Raymond Leon Iddings died November 14, 2014 at the age of 93. He grew up on a small farm in Putnam County, Indiana, and, like so many Americans of his generation, joined the army and fought in World War II.

Here’s a passage from his obituary:
His combat experienced forever identified Raymond Iddings as a professional soldier, and left scarred stories that he never told. Daughter Cheryl was recently told a final story while helping him eat some chicken soup. A few weeks after crossing the Rhine, on April 4, 1945 the United States Army liberated the first concentration camp prisoners from Ohrdruf, Germany. The conditions were so appalling that words fail description; the smell of feces and rotting corpses overpowered the senses. General Eisenhower, Patton and Bradley were all sickened during their tour and Eisenhower actually vomited.

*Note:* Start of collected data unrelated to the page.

//! Profile, UI preferences and the system log viewer.

use crate::auth::AuthenticatedUser;
use crate::domain::preferences::{Language, Theme, UiPreferences};
use crate::dto::settings::{LogsPageData, SettingsPageData};
use crate::forms::FormError;
use crate::forms::settings::{DismissTourForm, LogQuery, PreferencesForm};
use crate::pagination::{DEFAULT_ITEMS_PER_PAGE, Paginated};
use crate::repository::{AuthGateway, SystemLogReader};
use crate::services::{ServiceResult, ensure_role, log_failure};
use crate::{ADMIN_ROLES, OPERATOR_ROLES};

pub async fn settings_page<R>(repo: &R, user: &AuthenticatedUser) -> ServiceResult<SettingsPageData>
where
    R: AuthGateway + ?Sized,
{
    ensure_role(user, OPERATOR_ROLES)?;

    let profile = repo
        .current_user()
        .await
        .map_err(log_failure("load the profile"))?;
    Ok(SettingsPageData { profile })
}

/// Applies the posted fields; absent fields keep their current value.
pub fn apply_preferences(prefs: &mut UiPreferences, form: &PreferencesForm) -> ServiceResult<()> {
    if let Some(language) = form.language.as_deref().filter(|v| !v.is_empty()) {
        prefs.language = Language::parse(language).map_err(|source| FormError::Invalid {
            field: "language",
            source,
        })?;
    }
    if let Some(theme) = form.theme.as_deref().filter(|v| !v.is_empty()) {
        prefs.theme = Theme::parse(theme).map_err(|source| FormError::Invalid {
            field: "theme",
            source,
        })?;
    }
    if let Some(collapsed) = form.sidebar_collapsed.as_deref() {
        prefs.sidebar_collapsed = matches!(collapsed, "true" | "on" | "1");
    }
    Ok(())
}

pub fn dismiss_tour(prefs: &mut UiPreferences, form: &DismissTourForm) {
    let page = form.page.trim();
    if !page.is_empty() {
        prefs.dismiss_tour(page);
    }
}

/// Local path to return to after a preference change; anything else goes home.
pub fn return_path(next: Option<&str>) -> &str {
    match next {
        Some(path) if path.starts_with('/') && !path.starts_with("//") => path,
        _ => "/",
    }
}

/// Newest entries first, filtered by source, description or IP.
pub async fn system_logs<R>(
    repo: &R,
    user: &AuthenticatedUser,
    query: &LogQuery,
) -> ServiceResult<LogsPageData>
where
    R: SystemLogReader + ?Sized,
{
    ensure_role(user, ADMIN_ROLES)?;

    let search = query
        .search
        .as_deref()
        .map(str::trim)
        .filter(|s| !s.is_empty())
        .map(str::to_string);

    let mut logs: Vec<_> = repo
        .list_system_logs()
        .await
        .map_err(log_failure("load system logs"))?
        .into_iter()
        .filter(|log| search.as_deref().is_none_or(|term| log.matches(term)))
        .collect();
    logs.sort_by(|a, b| b.timestamp.cmp(&a.timestamp));

    Ok(LogsPageData {
        logs: Paginated::from_items(logs, query.page.unwrap_or(1), DEFAULT_ITEMS_PER_PAGE),
        search,
    })
}

#[cfg(test)]
mod tests {
    use super::*;
    use crate::domain::system_log::SystemErrorLog;
    use crate::domain::user::Role;
    use crate::services::ServiceError;
    use crate::services::fake::{FakeBackend, FakeState, timestamp};
    use crate::services::test_support::user;

    fn form(language: Option<&str>, theme: Option<&str>, collapsed: Option<&str>) -> PreferencesForm {
        PreferencesForm {
            language: language.map(str::to_string),
            theme: theme.map(str::to_string),
            sidebar_collapsed: collapsed.map(str::to_string),
            next: None,
        }
    }

    #[test]
    fn preferences_apply_only_posted_fields() {
        let mut prefs = UiPreferences::default();

        apply_preferences(&mut prefs, &form(Some("tr"), None, Some("true"))).unwrap();
        assert_eq!(prefs.language, Language::Tr);
        assert_eq!(prefs.theme, Theme::Light);
        assert!(prefs.sidebar_collapsed);

        apply_preferences(&mut prefs, &form(None, Some("dark"), None)).unwrap();
        assert_eq!(prefs.language, Language::Tr);
        assert_eq!(prefs.theme, Theme::Dark);
        assert!(prefs.sidebar_collapsed);
    }

    #[test]
    fn unknown_language_is_rejected() {
        let mut prefs = UiPreferences::default();
        let result = apply_preferences(&mut prefs, &form(Some("de"), None, None));

        assert!(matches!(result, Err(ServiceError::Form(ref key)) if key == "form_invalid_values"));
        assert_eq!(prefs, UiPreferences::default());
    }

    #[test]
    fn return_path_stays_local() {
        assert_eq!(return_path(Some("/records?page=2")), "/records?page=2");
        assert_eq!(return_path(Some("//evil.example")), "/");
        assert_eq!(return_path(Some("https://evil.example")), "/");
        assert_eq!(return_path(None), "/");
    }

    #[actix_web::test]
    async fn logs_are_searched_and_sorted() {
        let log = |id: i64, source: &str, at: &str| SystemErrorLog {
            id,
            ip_address: Some("10.0.0.1".to_string()),
            source_class: Some(source.to_string()),
            description: Some("boom".to_string()),
            timestamp: Some(timestamp(at)),
        };
        let repo = FakeBackend::new(FakeState {
            logs: vec![
                log(1, "RecordService", "2024-05-01 10:00:00"),
                log(2, "TemplateService", "2024-05-02 10:00:00"),
                log(3, "RecordService", "2024-05-03 10:00:00"),
            ],
            ..FakeState::default()
        });
        let query = LogQuery {
            search: Some("record".to_string()),
            page: None,
        };

        let page = system_logs(&repo, &user(Role::Admin), &query).await.unwrap();

        assert_eq!(page.logs.total, 2);
        assert_eq!(page.logs.items[0].id, 3);
        assert!(matches!(
            system_logs(&repo, &user(Role::Supervisor), &query).await,
            Err(ServiceError::Unauthorized)
        ));
    }
}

In his memoirs, Raymond wrote of the “foul odor that blanketed the area,” but said he never entered the camp. While Cheryl recently helped father eat some soup he began to cry and apologized to her for never telling this story before: He then shared with her a memory from that camp . . . a day that he held a spoon of chicken broth for a severely starved prisoner at this camp; the starved man was too weak, the man took a deep breath and died. Raymond told Cheryl that for all these years he repressed this story as his most painful memory — a war memory he was never able to talk about.
Trauma and repression, war and compassion, the great events of history—all brought to the surface by the aroma of chicken soup fed to an elderly man by his loving daughter.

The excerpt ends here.